Scan the entries below for the string "insert" and copy every line where it turns up.

[Stored entries]
---*---
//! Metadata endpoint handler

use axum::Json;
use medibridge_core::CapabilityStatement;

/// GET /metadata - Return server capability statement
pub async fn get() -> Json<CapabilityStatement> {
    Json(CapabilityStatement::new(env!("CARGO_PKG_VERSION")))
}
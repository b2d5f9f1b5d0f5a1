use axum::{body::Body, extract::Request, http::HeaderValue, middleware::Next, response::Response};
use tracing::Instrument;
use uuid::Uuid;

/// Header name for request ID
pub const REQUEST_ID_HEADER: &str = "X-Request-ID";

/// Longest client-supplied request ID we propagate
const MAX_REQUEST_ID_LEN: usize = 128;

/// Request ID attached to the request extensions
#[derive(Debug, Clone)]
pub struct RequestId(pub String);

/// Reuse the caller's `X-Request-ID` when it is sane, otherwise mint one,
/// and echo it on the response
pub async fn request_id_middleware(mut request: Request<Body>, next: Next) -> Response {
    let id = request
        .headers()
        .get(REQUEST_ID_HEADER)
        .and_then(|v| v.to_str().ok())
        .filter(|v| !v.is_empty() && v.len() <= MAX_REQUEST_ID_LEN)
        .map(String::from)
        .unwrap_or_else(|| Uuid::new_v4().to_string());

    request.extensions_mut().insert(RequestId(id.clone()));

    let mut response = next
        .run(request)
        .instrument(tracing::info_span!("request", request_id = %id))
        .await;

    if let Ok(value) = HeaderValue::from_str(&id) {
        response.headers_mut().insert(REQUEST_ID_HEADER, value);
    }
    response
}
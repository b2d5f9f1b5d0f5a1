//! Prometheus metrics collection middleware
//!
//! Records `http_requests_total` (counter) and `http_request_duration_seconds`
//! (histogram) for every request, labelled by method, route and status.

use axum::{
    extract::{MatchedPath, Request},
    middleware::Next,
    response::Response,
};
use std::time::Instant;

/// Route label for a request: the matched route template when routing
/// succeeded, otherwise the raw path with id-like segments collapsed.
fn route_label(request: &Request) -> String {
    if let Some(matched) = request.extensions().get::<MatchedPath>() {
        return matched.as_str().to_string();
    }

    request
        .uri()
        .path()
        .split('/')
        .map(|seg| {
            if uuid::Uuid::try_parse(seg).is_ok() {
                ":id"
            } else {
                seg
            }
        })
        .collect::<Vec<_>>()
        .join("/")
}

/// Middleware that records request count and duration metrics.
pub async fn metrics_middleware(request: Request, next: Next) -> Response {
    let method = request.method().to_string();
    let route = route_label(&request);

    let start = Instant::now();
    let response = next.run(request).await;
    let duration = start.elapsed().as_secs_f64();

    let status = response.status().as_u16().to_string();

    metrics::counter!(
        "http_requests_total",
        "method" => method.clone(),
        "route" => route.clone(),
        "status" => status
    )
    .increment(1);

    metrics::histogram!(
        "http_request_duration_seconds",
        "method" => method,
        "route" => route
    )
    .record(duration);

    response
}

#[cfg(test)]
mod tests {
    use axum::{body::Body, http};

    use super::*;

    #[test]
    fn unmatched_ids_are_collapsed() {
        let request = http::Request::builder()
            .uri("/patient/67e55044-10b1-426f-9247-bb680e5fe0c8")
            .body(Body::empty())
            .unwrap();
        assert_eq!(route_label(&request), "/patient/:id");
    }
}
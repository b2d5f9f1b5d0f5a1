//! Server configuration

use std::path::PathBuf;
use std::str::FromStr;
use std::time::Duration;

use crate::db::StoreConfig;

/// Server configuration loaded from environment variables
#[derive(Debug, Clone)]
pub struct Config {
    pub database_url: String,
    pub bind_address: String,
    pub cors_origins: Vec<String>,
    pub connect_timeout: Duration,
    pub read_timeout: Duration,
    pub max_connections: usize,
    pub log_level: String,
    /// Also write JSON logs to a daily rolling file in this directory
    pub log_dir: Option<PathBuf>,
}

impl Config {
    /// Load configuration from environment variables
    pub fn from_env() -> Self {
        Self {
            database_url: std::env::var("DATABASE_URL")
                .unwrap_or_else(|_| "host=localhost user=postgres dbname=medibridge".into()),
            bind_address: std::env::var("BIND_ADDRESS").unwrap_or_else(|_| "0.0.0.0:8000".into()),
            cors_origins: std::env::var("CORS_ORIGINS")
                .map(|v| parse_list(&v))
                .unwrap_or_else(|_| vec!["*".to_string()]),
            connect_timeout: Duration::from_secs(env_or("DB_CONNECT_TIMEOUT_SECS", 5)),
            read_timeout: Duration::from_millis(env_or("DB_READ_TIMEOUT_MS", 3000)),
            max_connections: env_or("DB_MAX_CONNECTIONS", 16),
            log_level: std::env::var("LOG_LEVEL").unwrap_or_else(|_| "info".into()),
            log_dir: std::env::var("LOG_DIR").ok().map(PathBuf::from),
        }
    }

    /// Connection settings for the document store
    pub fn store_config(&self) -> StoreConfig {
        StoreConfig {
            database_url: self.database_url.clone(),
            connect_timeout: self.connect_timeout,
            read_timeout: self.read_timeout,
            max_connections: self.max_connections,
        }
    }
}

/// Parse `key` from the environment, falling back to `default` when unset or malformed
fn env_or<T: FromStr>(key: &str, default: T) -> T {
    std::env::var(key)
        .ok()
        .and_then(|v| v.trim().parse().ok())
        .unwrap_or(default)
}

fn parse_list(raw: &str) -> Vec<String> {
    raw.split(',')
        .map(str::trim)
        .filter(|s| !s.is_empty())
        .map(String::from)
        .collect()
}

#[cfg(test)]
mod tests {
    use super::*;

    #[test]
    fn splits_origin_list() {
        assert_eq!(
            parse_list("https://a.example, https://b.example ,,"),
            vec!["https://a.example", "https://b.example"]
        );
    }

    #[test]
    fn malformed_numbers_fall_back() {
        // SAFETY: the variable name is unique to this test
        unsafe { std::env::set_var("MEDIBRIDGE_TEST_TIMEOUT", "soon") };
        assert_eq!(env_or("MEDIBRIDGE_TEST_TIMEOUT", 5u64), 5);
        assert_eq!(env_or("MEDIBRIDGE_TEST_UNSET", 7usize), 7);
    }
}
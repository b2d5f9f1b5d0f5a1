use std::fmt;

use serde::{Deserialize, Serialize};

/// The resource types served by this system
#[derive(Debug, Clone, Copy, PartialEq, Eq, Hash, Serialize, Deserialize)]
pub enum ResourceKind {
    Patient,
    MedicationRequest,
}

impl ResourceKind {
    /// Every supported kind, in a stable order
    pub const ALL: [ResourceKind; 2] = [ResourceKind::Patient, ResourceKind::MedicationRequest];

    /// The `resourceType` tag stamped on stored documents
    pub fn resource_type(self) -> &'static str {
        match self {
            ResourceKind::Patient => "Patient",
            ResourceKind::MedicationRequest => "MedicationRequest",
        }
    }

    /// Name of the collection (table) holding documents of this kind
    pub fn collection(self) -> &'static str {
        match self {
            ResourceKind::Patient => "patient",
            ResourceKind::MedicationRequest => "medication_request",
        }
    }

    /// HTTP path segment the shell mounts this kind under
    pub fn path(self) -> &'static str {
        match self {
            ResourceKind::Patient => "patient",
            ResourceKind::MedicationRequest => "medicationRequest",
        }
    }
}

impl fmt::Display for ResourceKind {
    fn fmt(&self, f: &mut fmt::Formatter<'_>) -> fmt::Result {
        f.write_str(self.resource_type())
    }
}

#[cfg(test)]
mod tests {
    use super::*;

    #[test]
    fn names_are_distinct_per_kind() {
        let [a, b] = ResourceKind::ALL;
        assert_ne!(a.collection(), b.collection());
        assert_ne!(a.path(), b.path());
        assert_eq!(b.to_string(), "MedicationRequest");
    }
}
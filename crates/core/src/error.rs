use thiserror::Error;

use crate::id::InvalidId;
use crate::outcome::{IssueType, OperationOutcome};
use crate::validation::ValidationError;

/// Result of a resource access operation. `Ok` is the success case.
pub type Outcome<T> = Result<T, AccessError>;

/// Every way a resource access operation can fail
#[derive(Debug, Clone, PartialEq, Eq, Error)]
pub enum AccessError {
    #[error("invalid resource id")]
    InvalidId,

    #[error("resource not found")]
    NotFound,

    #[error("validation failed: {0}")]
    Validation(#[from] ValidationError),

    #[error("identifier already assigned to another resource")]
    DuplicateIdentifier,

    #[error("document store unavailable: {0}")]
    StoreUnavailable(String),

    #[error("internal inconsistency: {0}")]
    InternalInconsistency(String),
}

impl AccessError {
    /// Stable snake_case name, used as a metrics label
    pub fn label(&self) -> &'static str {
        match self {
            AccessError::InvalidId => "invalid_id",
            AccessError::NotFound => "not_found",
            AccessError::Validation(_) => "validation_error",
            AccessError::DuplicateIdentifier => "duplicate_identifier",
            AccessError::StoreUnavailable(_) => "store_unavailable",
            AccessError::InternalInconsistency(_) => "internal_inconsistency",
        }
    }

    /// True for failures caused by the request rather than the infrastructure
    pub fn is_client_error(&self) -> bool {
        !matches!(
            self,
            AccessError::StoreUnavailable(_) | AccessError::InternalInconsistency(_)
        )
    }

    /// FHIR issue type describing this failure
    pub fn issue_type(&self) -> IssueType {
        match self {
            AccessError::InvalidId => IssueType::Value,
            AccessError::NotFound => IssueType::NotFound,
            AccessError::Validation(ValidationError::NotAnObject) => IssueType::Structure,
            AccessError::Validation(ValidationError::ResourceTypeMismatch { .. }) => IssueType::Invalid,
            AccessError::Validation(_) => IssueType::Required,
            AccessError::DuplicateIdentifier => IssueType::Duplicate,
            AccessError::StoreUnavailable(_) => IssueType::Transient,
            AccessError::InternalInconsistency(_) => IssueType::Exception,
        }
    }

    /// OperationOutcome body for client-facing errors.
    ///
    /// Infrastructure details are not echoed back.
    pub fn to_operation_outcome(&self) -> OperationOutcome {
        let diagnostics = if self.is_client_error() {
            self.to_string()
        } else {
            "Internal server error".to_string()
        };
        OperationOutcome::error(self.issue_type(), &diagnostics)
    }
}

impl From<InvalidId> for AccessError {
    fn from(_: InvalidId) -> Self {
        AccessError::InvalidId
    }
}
---*---
ANSWER AREA -
    request.extensions_mut().insert(RequestId(id.clone()));
        response.headers_mut().insert(REQUEST_ID_HEADER, value);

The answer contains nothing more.